Sí, es cierto. Tal y como nos ha vendido la propaganda del Régimen del 78, la Transición nos trajo la paz social y una relativa prosperidad, que no hace más que menguar en los últimos años. A cambio, los poderes públicos han alimentado y retroalimentado a los grandes empresarios catalanes, vascos y castellano-madrileños que sostienen a la Corona y, de manera paradójica, en el caso de los primeros, a los grandes nacionalismos norteños. Una contradicción que se justifica en la necesidad de ordeñar hasta la extenuación a una vaca, que es el Estado, sin rematarla.
Mientras, la población más nutrida, Andalucía, ha visto perpetuada su marginación de los centros de poder. El andalucismo ha sido atacado por doquier y, sus partido han sido reducidos –en no pocas ocasiones, por cuenta propia–, en meras copias del egoísta nacionalismo norteño.
Andalucía y Extremadura han quedado en manos de vasallos que nunca han sabido reivindicar las necesidades de su tierra. Con un atraso endémico y una migración creciente, el gran Sur ha sido marginado por el Régimen del 78 desde sus inicios, hasta el punto de que Extremadura lleve décadas mendigando por un tren digno.
Sí, tenemos paz y más prosperidad, a cambio de mantener a una Corona parasitaria, de alimentar nacionalismos y de hacer oídos sordos a los crecientes abusos del poder económico.
Los casos de la retirada póstuma de sus reconocimientos a Billy el Niño, la huida del Rey Emérito con el visto bueno del actual jefe del Estado o el caso abierto de Rodolfo Martín Villa demuestran un creciente interés por el Tardofranquismo y la Transición. Si bien, la Memoria Histórica se entendía en un sentido amplio, muchos no diferencian bien los hechos de la Guerra Civil y la Posguerra con una Transición que hasta hace poco parecía intocable.

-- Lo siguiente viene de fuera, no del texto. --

//! SPH smoothing kernels: smoothing value `W(r, kh)` and gradient magnitude
//! `dW/dr(r, kh)` for the six supported families, plus a sampled gradient
//! table for cheap lookups.
//!
//! Each family derives an internal smoothing length `h` from `kh` and a
//! normalization constant `alpha_d`, following `Wab`/`gradWab` in
//! `original_source/CPP_Physics/Kernel.cpp`. `original_source` leaves the
//! Gaussian untruncated (there, `kh` only bounds the search box, not the
//! kernel itself); this crate truncates it at `r = h` like every other
//! family, since spec §4.2/I4 requires compact support ("zero outside
//! declared support") uniformly across all six selectors.

use std::f64::consts::PI;

/// A kernel family selector (spec §4.1).
#[derive(Debug, Clone, Copy, PartialEq, Eq, Hash)]
pub enum Kernel {
    Gaussian,
    BellShaped,
    CubicSpline,
    Quadratic,
    Quintic,
    QuinticSpline,
}

impl Kernel {
    pub fn from_key(s: &str) -> Option<Self> {
        match s {
            "Gaussian" => Some(Kernel::Gaussian),
            "Bell_shaped" => Some(Kernel::BellShaped),
            "Cubic_spline" => Some(Kernel::CubicSpline),
            "Quadratic" => Some(Kernel::Quadratic),
            "Quintic" => Some(Kernel::Quintic),
            "Quintic_spline" => Some(Kernel::QuinticSpline),
            _ => None,
        }
    }

    /// The internal smoothing length `h`, derived from `kh` (`gethFromkh`).
    pub fn h_from_kh(self, kh: f64) -> f64 {
        match self {
            Kernel::Gaussian | Kernel::BellShaped => kh,
            Kernel::CubicSpline | Kernel::Quadratic | Kernel::Quintic => kh / 2.0,
            Kernel::QuinticSpline => kh / 3.0,
        }
    }

    /// The compact support radius, in the same units as `kh`.
    pub fn support(self, kh: f64) -> f64 {
        match self {
            Kernel::Gaussian => kh,
            Kernel::BellShaped => self.h_from_kh(kh),
            Kernel::CubicSpline | Kernel::Quadratic | Kernel::Quintic => 2.0 * self.h_from_kh(kh),
            Kernel::QuinticSpline => 3.0 * self.h_from_kh(kh),
        }
    }
}

/// Smoothing value `W(r, kh)`. Zero outside the kernel's compact support (I4).
pub fn w(r: f64, kh: f64, kernel: Kernel) -> f64 {
    let h = kernel.h_from_kh(kh);
    let q = r / h;
    match kernel {
        Kernel::Gaussian => {
            let alpha_d = 1.0 / (PI.powf(1.5) * h * h * h);
            if r < h {
                alpha_d * (-q * q).exp()
            } else {
                0.0
            }
        }
        Kernel::BellShaped => {
            let alpha_d = 6.5625 / (PI * h * h * h);
            if r < h {
                alpha_d * (1.0 + 3.0 * q) * (1.0 - q).powi(3)
            } else {
                0.0
            }
        }
        Kernel::CubicSpline => {
            let alpha_d = 1.5 / (PI * h * h * h);
            if r < h {
                alpha_d * (1.5 - q * q + 0.5 * q * q * q)
            } else if r < 2.0 * h {
                alpha_d * (1.0 / 6.0) * (1.0 - q).powi(3)
            } else {
                0.0
            }
        }
        Kernel::Quadratic => {
            let alpha_d = 1.25 / (PI * h * h * h);
            if r < 2.0 * h {
                alpha_d * (0.0625 * q * q - 0.75 * q + 0.75)
            } else {
                0.0
            }
        }
        Kernel::Quintic => {
            let alpha_d = 1.3125 / (PI * h * h * h);
            if r < 2.0 * h {
                alpha_d * (1.0 - 0.5 * q).powi(4) * (2.0 * q + 1.0)
            } else {
                0.0
            }
        }
        Kernel::QuinticSpline => {
            let alpha_d = 3.0 / (359.0 * PI * h * h * h);
            if r < h {
                alpha_d * ((3.0 - q).powi(5) - 6.0 * (2.0 - q).powi(5) + 15.0 * (1.0 - q).powi(5))
            } else if r < 2.0 * h {
                alpha_d * ((3.0 - q).powi(5) - 6.0 * (2.0 - q).powi(5))
            } else if r < 3.0 * h {
                alpha_d * (3.0 - q).powi(5)
            } else {
                0.0
            }
        }
    }
}

/// Gradient magnitude `dW/dr(r, kh)`, signed. Zero outside compact support (I4).
pub fn grad_w(r: f64, kh: f64, kernel: Kernel) -> f64 {
    let h = kernel.h_from_kh(kh);
    let q = r / h;
    match kernel {
        Kernel::Gaussian => {
            let alpha_d = 1.0 / (PI.powf(1.5) * h * h * h);
            if r < h {
                (alpha_d / h) * (-2.0 * q) * (-q * q).exp()
            } else {
                0.0
            }
        }
        Kernel::BellShaped => {
            let alpha_d = 6.5625 / (PI * h * h * h);
            if r < h {
                (alpha_d / h) * 3.0 * ((1.0 - q).powi(3) - (1.0 + 3.0 * q) * (1.0 - q).powi(2))
            } else {
                0.0
            }
        }
        Kernel::CubicSpline => {
            let alpha_d = 1.5 / (PI * h * h * h);
            if r < h {
                (alpha_d / h) * (1.5 * q * q - 2.0 * q)
            } else if r < 2.0 * h {
                (alpha_d / h) * (-0.5 * (2.0 - q) * (2.0 - q))
            } else {
                0.0
            }
        }
        Kernel::Quadratic => {
            let alpha_d = 1.25 / (PI * h * h * h);
            if r < 2.0 * h {
                (alpha_d / h) * (0.375 * q - 0.75)
            } else {
                0.0
            }
        }
        Kernel::Quintic => {
            let alpha_d = 1.3125 / (PI * h * h * h);
            if r < 2.0 * h {
                (alpha_d / h) * (-5.0 * q) * (1.0 - 0.5 * q).powi(3)
            } else {
                0.0
            }
        }
        Kernel::QuinticSpline => {
            let alpha_d = 3.0 / (359.0 * PI * h * h * h);
            if r < h {
                (alpha_d / h) * (-5.0 * (3.0 - q).powi(4) + 30.0 * (2.0 - q).powi(4) - 75.0 * (1.0 - q).powi(4))
            } else if r < 2.0 * h {
                (alpha_d / h) * (-5.0 * (3.0 - q).powi(4) + 30.0 * (2.0 - q).powi(4))
            } else if r < 3.0 * h {
                (alpha_d / h) * (-5.0 * (3.0 - q).powi(4))
            } else {
                0.0
            }
        }
    }
}

/// A uniformly-sampled gradient table over `[0, kh]`, `resolution` points
/// inclusive of both ends (`kernelGradPre`). Runtime lookup rounds to the
/// nearest sample.
pub struct GradientTable {
    kh: f64,
    resolution: usize,
    samples: Vec<f64>,
}

impl GradientTable {
    /// # Panics
    /// Panics if `resolution <= 1`: an unsampleable table is a contract
    /// violation by the caller, not a runtime condition (spec §4.1).
    pub fn new(kernel: Kernel, kh: f64, resolution: usize) -> Self {
        assert!(resolution > 1, "gradient table resolution must exceed 1");
        let increment = kh / (resolution as f64 - 1.0);
        let samples = (0..resolution).map(|i| grad_w(i as f64 * increment, kh, kernel)).collect();
        Self { kh, resolution, samples }
    }

    /// Looks up the nearest precomputed sample for `r` (`indexSamples`).
    pub fn lookup(&self, r: f64) -> f64 {
        let index = (r * (self.resolution as f64 - 1.0) / self.kh).round();
        let index = index.clamp(0.0, (self.resolution - 1) as f64) as usize;
        self.samples[index]
    }
}

#[cfg(test)]
mod tests {
    use super::*;

    #[test]
    fn all_kernels_vanish_beyond_support() {
        for kernel in [
            Kernel::Gaussian,
            Kernel::BellShaped,
            Kernel::CubicSpline,
            Kernel::Quadratic,
            Kernel::Quintic,
            Kernel::QuinticSpline,
        ] {
            let kh = 0.05;
            let support = kernel.support(kh);
            assert_eq!(w(support * 1.01, kh, kernel), 0.0);
            assert_eq!(grad_w(support * 1.01, kh, kernel), 0.0);
        }
    }

    #[test]
    fn cubic_spline_is_positive_at_origin() {
        let kh = 0.04;
        assert!(w(0.0, kh, Kernel::CubicSpline) > 0.0);
        assert_eq!(grad_w(0.0, kh, Kernel::CubicSpline), 0.0);
    }

    #[test]
    fn gradient_table_matches_analytic_at_sample_points() {
        let kh = 0.06;
        let table = GradientTable::new(Kernel::QuinticSpline, kh, 64);
        for i in 0..64 {
            let r = i as f64 * kh / 63.0;
            let analytic = grad_w(r, kh, Kernel::QuinticSpline);
            let looked_up = table.lookup(r);
            assert!((analytic - looked_up).abs() < 1e-9, "sample {i}: {analytic} vs {looked_up}");
        }
    }

    #[test]
    fn from_key_parses_all_parameter_file_spellings() {
        assert_eq!(Kernel::from_key("Gaussian"), Some(Kernel::Gaussian));
        assert_eq!(Kernel::from_key("Quintic_spline"), Some(Kernel::QuinticSpline));
        assert_eq!(Kernel::from_key("nonsense"), None);
    }
}
//! The per-rank control flow (spec §4.7), grounded in the teacher's staged
//! simulation loop (`simulation/mod.rs`) and startup sequencing
//! (`simulation_builder.rs`), generalized from bevy stages to a plain
//! function driving one time step at a time.

use std::path::Path;

use log::info;
use mpi::topology::SystemCommunicator;
use mpi::traits::*;

use crate::diagnostics::Diagnostics;
use crate::domain::{self, SubdomainInfo};
use crate::error::{SphError, SphResult};
use crate::field::Field;
use crate::grid::BoxGrid;
use crate::integrator::{propose_next_timestep, time_integration};
use crate::output;
use crate::params::{IntegrationMethod, Parameter};

/// Runs the solver to completion: `T` is reached when `currentTime >= T`
/// (spec §4.7). `global` is `Some` only on rank 0, holding the seeded
/// initial field; every other rank passes `None`.
pub fn run(world: &SystemCommunicator, parameter: &Parameter, global: Option<Field>, output_stem: &str, output_dir: &Path) -> SphResult<()> {
    let box_size = match parameter.integration_method {
        IntegrationMethod::Euler => parameter.kh,
        IntegrationMethod::Rk2 => 2.0 * parameter.kh,
    };

    let writers = output::writers_for(parameter, output_dir);

    let mut current_time = 0.0_f64;
    let mut k = parameter.k;
    let mut write_count = 1u64;
    let mut step = 0u64;

    if world.rank() == 0 {
        let initial = global.as_ref().expect("global field must be present on rank 0");
        let snapshot = output::Snapshot { field: initial, time: current_time, step: 0 };
        output::write_all(&writers, &snapshot, output_stem).map_err(|e| SphError::ConsistencyError(format!("failed to write step 0: {e}")))?;
    }

    let (mut field, mut info) = domain::scatter_field(world, global.as_ref(), box_size)?;
    let mut grid = BoxGrid::new(field.lower, field.upper, box_size);
    grid.sort(&field);

    let mut diagnostics = Diagnostics::new();

    while current_time < parameter.t_end {
        step += 1;
        let step_span = diagnostics.start("step");
        let (next, derivatives) = time_integration(world, &field, &mut grid, parameter, &info, current_time, k);
        field = next;
        current_time += k;
        if parameter.adaptive_time_step {
            k = propose_next_timestep(world, &field, &derivatives, parameter, &info);
        }

        let exchange_span = diagnostics.start("process_update");
        domain::process_update(world, &mut field, &mut info).map_err(|e| tag_step(e, step))?;
        diagnostics.record(exchange_span);

        let epsilon = 1e-9;
        if write_count as f64 * parameter.write_interval <= current_time + epsilon * current_time {
            let gather_span = diagnostics.start("gather_and_write");
            let gathered = domain::gather_field(world, &field, &info);
            if let Some(global_field) = gathered {
                let snapshot = output::Snapshot { field: &global_field, time: current_time, step };
                output::write_all(&writers, &snapshot, output_stem).map_err(|e| SphError::ConsistencyError(format!("failed to write step {step}: {e}")))?;
            }
            diagnostics.record(gather_span);
            write_count += 1;
        }
        diagnostics.record(step_span);
        info!("step {step} t={current_time:.6} k={k:.3e}");
    }

    diagnostics.log_summary(world.rank());
    world.barrier();
    Ok(())
}

/// Rewrites a `RuntimeDivergence`'s step number; every other variant passes
/// through unchanged. `domain`'s protocol functions don't carry the step
/// counter, so the orchestrator — the only caller that knows it — fills it
/// in here.
fn tag_step(err: SphError, step: u64) -> SphError {
    match err {
        SphError::RuntimeDivergence { particle, x, y, z, .. } => SphError::RuntimeDivergence { particle, x, y, z, step },
        other => other,
    }
}

//! Benchmarks [`sph_solver::integrator::derivative_computation`], the
//! fork-join hot loop of a single rank's time step, across particle counts
//! (`benches/hydrodynamics/main.rs`'s scaling-sweep pattern, ported off
//! bevy's `Simulation`/`SimulationBuilder` onto a bare `Field`/`BoxGrid`).

use criterion::{criterion_group, criterion_main, BenchmarkId, Criterion, Throughput};
use glam::DVec3;
use sph_solver::domain::SubdomainInfo;
use sph_solver::field::{Field, ParticleKind};
use sph_solver::grid::BoxGrid;
use sph_solver::integrator::derivative_computation;
use sph_solver::params::Parameter;

fn cubic_field(num_particles: usize, spacing: f64) -> (Field, SubdomainInfo, f64) {
    let per_axis = (num_particles as f64).cbrt().ceil() as usize;
    let mut field = Field::with_capacity(per_axis.pow(3));
    for x in 0..per_axis {
        for y in 0..per_axis {
            for z in 0..per_axis {
                let pos = DVec3::new(x as f64, y as f64, z as f64) * spacing;
                field.push(pos, DVec3::ZERO, 1000.0, 0.0, 1.0, ParticleKind::Free);
            }
        }
    }
    field.lower = DVec3::ZERO;
    field.upper = DVec3::splat(per_axis as f64 * spacing);
    let n = field.n_total();
    let info = SubdomainInfo { rank: 0, n_ranks: 1, starting_box: 0, ending_box: 0, starting_particle: 0, ending_particle: n - 1, box_size: 2.0 * spacing };
    (field, info, 2.0 * spacing)
}

fn derivatives_benchmark(c: &mut Criterion) {
    let mut group = c.benchmark_group("derivatives");
    group.noise_threshold(0.05);
    let mut parameter = Parameter::default_for_tests();
    let spacing = 0.01;
    parameter.kh = 2.0 * spacing;
    for num_particles in [1_000, 10_000, 100_000] {
        let (field, info, kh) = cubic_field(num_particles, spacing);
        parameter.kh = kh;
        group.throughput(Throughput::Elements(field.n_total() as u64));
        group.bench_with_input(BenchmarkId::from_parameter(num_particles), &field, |b, field| {
            let mut grid = BoxGrid::new(field.lower, field.upper, parameter.kh);
            b.iter(|| derivative_computation(field, &parameter, &mut grid, &info, false));
        });
    }
    group.finish();
}

criterion_group!(benches, derivatives_benchmark);
criterion_main!(benches);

Sin embargo, no hay cambio posible, ni redención para la Transición, mientras que se mantenga como sistema de gobierno la monarquía parlamentaria. El rey es el garante de ese empresariado ya mencionado, así como de un sistema político podrido que ha vivido la vergüenza de tener a todos sus partidos mayoritarios envueltos en casos de corrupción.
El Régimen del 78 se sustenta tanto desde el punto de vista simbólico como práctico en la Corona. ¿Es pertinente tratar esta cuestión en plena pandemia? Más que nunca, porque se están evidenciando los problemas estructurales del país. Y porque en plena crisis, con toda desfachatez, hemos vivido la supuesta huida –recordemos que, según Carmen Calvo, el Emérito no huye de nada porque no tiene causas abiertas–, de un ex jefe de Estado.
Tratar la cuestión de la República es legítimo. Ahora bien, una república no es más que un sistema de gobierno. Los políticos son los que lo llenan de contenido. Aquel que prometa un cambio de sistema debe ofrecer además un proyecto de país claro, definido, que ilusione, o caeremos en los errores del pasado.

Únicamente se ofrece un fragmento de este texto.